Y ahí es donde sí miro al banquillo, porque el primer encargado de sacar rendimiento de los suyos en un deporte de equipo es el técnico. Aunque muchos han querido exculparle de lo sucedido en la Copa, yo sí veo numerosas deficiencias en su gestión, defectos que no son sino la consecuencia de errar continuamente en las decisiones que ha venido tomando desde que asumió el banquillo de la Real. Pero no hablemos de fútbol, porque eso ya está todo dicho (hasta la próxima debacle). La rajada de Montanier en la sala de prensa del estadio mallorquinista me parece no sólo fuera de lugar, sino la demostración de que no se siente culpable de nada. Echó balones fuera, mostró una indignación que no le pertenece a él, sino a nosotros, a los aficionados, a los que sufrimos con cada gol que encaja nuestro equipo. Él es el responsable de esta nave, quien toma las decisiones. Yo no soy el que pone a jugar a Mariga cuando no hay ni una sola razón objetiva que lo justifique. Yo no soy el que acusa a su equipo de falta de profesionalidad y no es capaz de hacer un solo cambio. Yo no soy el que toma las decisiones. Es Montanier. Y por mucho que queramos eximirle de responsabilidad por lo de Mallorca, así nos va.

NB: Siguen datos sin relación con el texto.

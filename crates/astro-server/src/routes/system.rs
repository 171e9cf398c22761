use std::sync::Arc;

use axum::extract::State;
use axum::http::StatusCode;
use axum::response::IntoResponse;
use axum::routing::get;
use axum::{Json, Router};

use crate::dto::{HealthResponse, RootResponse};
use crate::state::AppState;

pub fn routes() -> Router<Arc<AppState>> {
    Router::new()
        .route("/", get(root))
        .route("/health", get(health))
}

#[utoipa::path(
    get,
    path = "/",
    responses((status = 200, description = "Service information", body = RootResponse)),
    tag = "system"
)]
pub async fn root() -> Json<RootResponse> {
    Json(RootResponse {
        name: "Astro Catalog API",
        version: env!("CARGO_PKG_VERSION"),
        docs: "/docs",
        openapi: "/openapi.json",
    })
}

#[utoipa::path(
    get,
    path = "/health",
    responses(
        (status = 200, description = "Service is healthy", body = HealthResponse),
        (status = 503, description = "Database unreachable", body = HealthResponse),
    ),
    tag = "system"
)]
pub async fn health(State(state): State<Arc<AppState>>) -> impl IntoResponse {
    let db_status = match state.db.health_check().await {
        Ok(()) => "ok",
        Err(e) => {
            tracing::error!("Health check failed: {e}");
            "error"
        }
    };

    let status = if db_status == "ok" {
        StatusCode::OK
    } else {
        StatusCode::SERVICE_UNAVAILABLE
    };

    let response = HealthResponse {
        status: if db_status == "ok" {
            "healthy"
        } else {
            "unhealthy"
        },
        database: db_status,
    };

    (status, Json(response))
}
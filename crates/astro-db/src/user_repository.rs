use astro_core::AppError;
use astro_core::user::{User, UserPatch, UserRecord};
use chrono::{DateTime, Utc};
use sqlx::{PgPool, Pool, Postgres};

use crate::error::map_db_error;

/// Repository for user accounts. Callers hash passwords before they get here.
#[derive(Clone)]
pub struct UserRepository {
    pool: Pool<Postgres>,
}

impl UserRepository {
    pub fn new(pool: PgPool) -> Self {
        Self { pool }
    }

    /// Insert a new account. A taken username or email is a `Conflict`.
    pub async fn create(&self, record: &UserRecord) -> Result<User, AppError> {
        let mut tx = self.pool.begin().await.map_err(map_db_error)?;

        let (username_taken, email_taken): (bool, bool) = sqlx::query_as(
            r#"
            SELECT EXISTS(SELECT 1 FROM users WHERE username = $1),
                   EXISTS(SELECT 1 FROM users WHERE email = $2)
            "#,
        )
        .bind(&record.username)
        .bind(&record.email)
        .fetch_one(&mut *tx)
        .await
        .map_err(map_db_error)?;

        if username_taken {
            return Err(AppError::Conflict("Username already registered".into()));
        }
        if email_taken {
            return Err(AppError::Conflict("Email already registered".into()));
        }

        let row = sqlx::query_as::<_, UserRow>(
            r#"
            INSERT INTO users (username, email, hashed_password, full_name, is_superuser)
            VALUES ($1, $2, $3, $4, $5)
            RETURNING *
            "#,
        )
        .bind(&record.username)
        .bind(&record.email)
        .bind(&record.hashed_password)
        .bind(&record.full_name)
        .bind(record.is_superuser)
        .fetch_one(&mut *tx)
        .await
        .map_err(map_db_error)?;

        tx.commit().await.map_err(map_db_error)?;
        Ok(row.into())
    }

    pub async fn get_by_id(&self, id: i64) -> Result<Option<User>, AppError> {
        let row = sqlx::query_as::<_, UserRow>(r#"SELECT * FROM users WHERE id = $1"#)
            .bind(id)
            .fetch_optional(&self.pool)
            .await
            .map_err(map_db_error)?;

        Ok(row.map(Into::into))
    }

    pub async fn get_by_username(&self, username: &str) -> Result<Option<User>, AppError> {
        let row = sqlx::query_as::<_, UserRow>(r#"SELECT * FROM users WHERE username = $1"#)
            .bind(username)
            .fetch_optional(&self.pool)
            .await
            .map_err(map_db_error)?;

        Ok(row.map(Into::into))
    }

    /// Login lookup: matches the username exactly or the email
    /// case-insensitively.
    pub async fn find_for_login(&self, login: &str) -> Result<Option<User>, AppError> {
        let row = sqlx::query_as::<_, UserRow>(
            r#"
            SELECT * FROM users
            WHERE username = $1 OR email = LOWER(TRIM($1))
            ORDER BY (username = $1) DESC
            LIMIT 1
            "#,
        )
        .bind(login)
        .fetch_optional(&self.pool)
        .await
        .map_err(map_db_error)?;

        Ok(row.map(Into::into))
    }

    /// Update the profile fields of `id`. A new email already used by another
    /// account is a `Conflict`.
    pub async fn update_profile(&self, id: i64, patch: &UserPatch) -> Result<User, AppError> {
        let mut tx = self.pool.begin().await.map_err(map_db_error)?;

        let row = sqlx::query_as::<_, UserRow>(r#"SELECT * FROM users WHERE id = $1 FOR UPDATE"#)
            .bind(id)
            .fetch_optional(&mut *tx)
            .await
            .map_err(map_db_error)?
            .ok_or_else(|| not_found(id))?;
        let mut user = User::from(row);
        let previous_email = user.email.clone();
        patch.apply_to(&mut user);

        if user.email != previous_email {
            let taken: bool = sqlx::query_scalar(
                r#"SELECT EXISTS(SELECT 1 FROM users WHERE email = $1 AND id <> $2)"#,
            )
            .bind(&user.email)
            .bind(id)
            .fetch_one(&mut *tx)
            .await
            .map_err(map_db_error)?;
            if taken {
                return Err(AppError::Conflict("Email already registered".into()));
            }
        }

        let row = sqlx::query_as::<_, UserRow>(
            r#"
            UPDATE users
            SET email = $2, full_name = $3, bio = $4, updated_at = NOW()
            WHERE id = $1
            RETURNING *
            "#,
        )
        .bind(id)
        .bind(&user.email)
        .bind(&user.full_name)
        .bind(&user.bio)
        .fetch_one(&mut *tx)
        .await
        .map_err(map_db_error)?;

        tx.commit().await.map_err(map_db_error)?;
        Ok(row.into())
    }

    pub async fn set_password(&self, id: i64, hashed_password: &str) -> Result<(), AppError> {
        let result = sqlx::query(
            r#"UPDATE users SET hashed_password = $2, updated_at = NOW() WHERE id = $1"#,
        )
        .bind(id)
        .bind(hashed_password)
        .execute(&self.pool)
        .await
        .map_err(map_db_error)?;

        if result.rows_affected() == 0 {
            return Err(not_found(id));
        }
        Ok(())
    }

    /// Stamp a successful login.
    pub async fn touch_last_login(&self, id: i64) -> Result<(), AppError> {
        sqlx::query(r#"UPDATE users SET last_login = NOW() WHERE id = $1"#)
            .bind(id)
            .execute(&self.pool)
            .await
            .map_err(map_db_error)?;
        Ok(())
    }

    /// Enable or disable an account. Returns false for an unknown username.
    pub async fn set_active(&self, username: &str, active: bool) -> Result<bool, AppError> {
        let result = sqlx::query(
            r#"UPDATE users SET is_active = $2, updated_at = NOW() WHERE username = $1"#,
        )
        .bind(username)
        .bind(active)
        .execute(&self.pool)
        .await
        .map_err(map_db_error)?;

        Ok(result.rows_affected() > 0)
    }
}

fn not_found(id: i64) -> AppError {
    AppError::NotFound(format!("User {id} not found"))
}

// -- Internal row type for sqlx deserialization --

#[derive(sqlx::FromRow)]
struct UserRow {
    id: i64,
    username: String,
    email: String,
    hashed_password: String,
    full_name: Option<String>,
    bio: Option<String>,
    is_active: bool,
    is_superuser: bool,
    last_login: Option<DateTime<Utc>>,
    created_at: DateTime<Utc>,
    updated_at: DateTime<Utc>,
}

impl From<UserRow> for User {
    fn from(row: UserRow) -> Self {
        User {
            id: row.id,
            username: row.username,
            email: row.email,
            hashed_password: row.hashed_password,
            full_name: row.full_name,
            bio: row.bio,
            is_active: row.is_active,
            is_superuser: row.is_superuser,
            last_login: row.last_login,
            created_at: row.created_at,
            updated_at: row.updated_at,
        }
    }
}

Pero da igual, estoy tan desilusionado que en el fondo ya no me apetece hablar de Montanier, o del inconcebiblemente bajo estado de forma de Xabi Prieto, o de si Vela se dedica a dar taconcitos en vez de jugar al fútbol, o de si las rotaciones tienen sentido o no. La verdad es que hoy, 11 de enero, todo eso ya me da igual. Desde arriba nos dijeron que había que crecer esta temporada y que echar a Lasarte era imprescindible para hacerlo. Sí, hemos crecido. En insensatez. En bochorno. En partidos y situaciones sonrojantes. En victorias que no llegan. En ilusiones truncadas. 11 de enero, la temporada está perdida y la ilusión masacrada. Y el caso es que todos echan balones fuera. Montanier y Loren se han aliado para culpar a los jugadores, los jugadores que han hablado se han limitado a tirar de tópicos (tampoco podían hacer mucho más). ¿Y si ahora perdemos en Valencia? ¿Y si no ganamos los dos partidos que tenemos después en casa? ¿Cómo vamos a salir del Camp Nou una semana más tarde? Si nadie hace nada porque crezcamos, no vamos a hacerlo por ciencia infusa. Al contrario. Estamos empequeñeciendo a pasos agigantados. Y, sí, me quedo con eso. A ver cómo salimos del Camp Nou.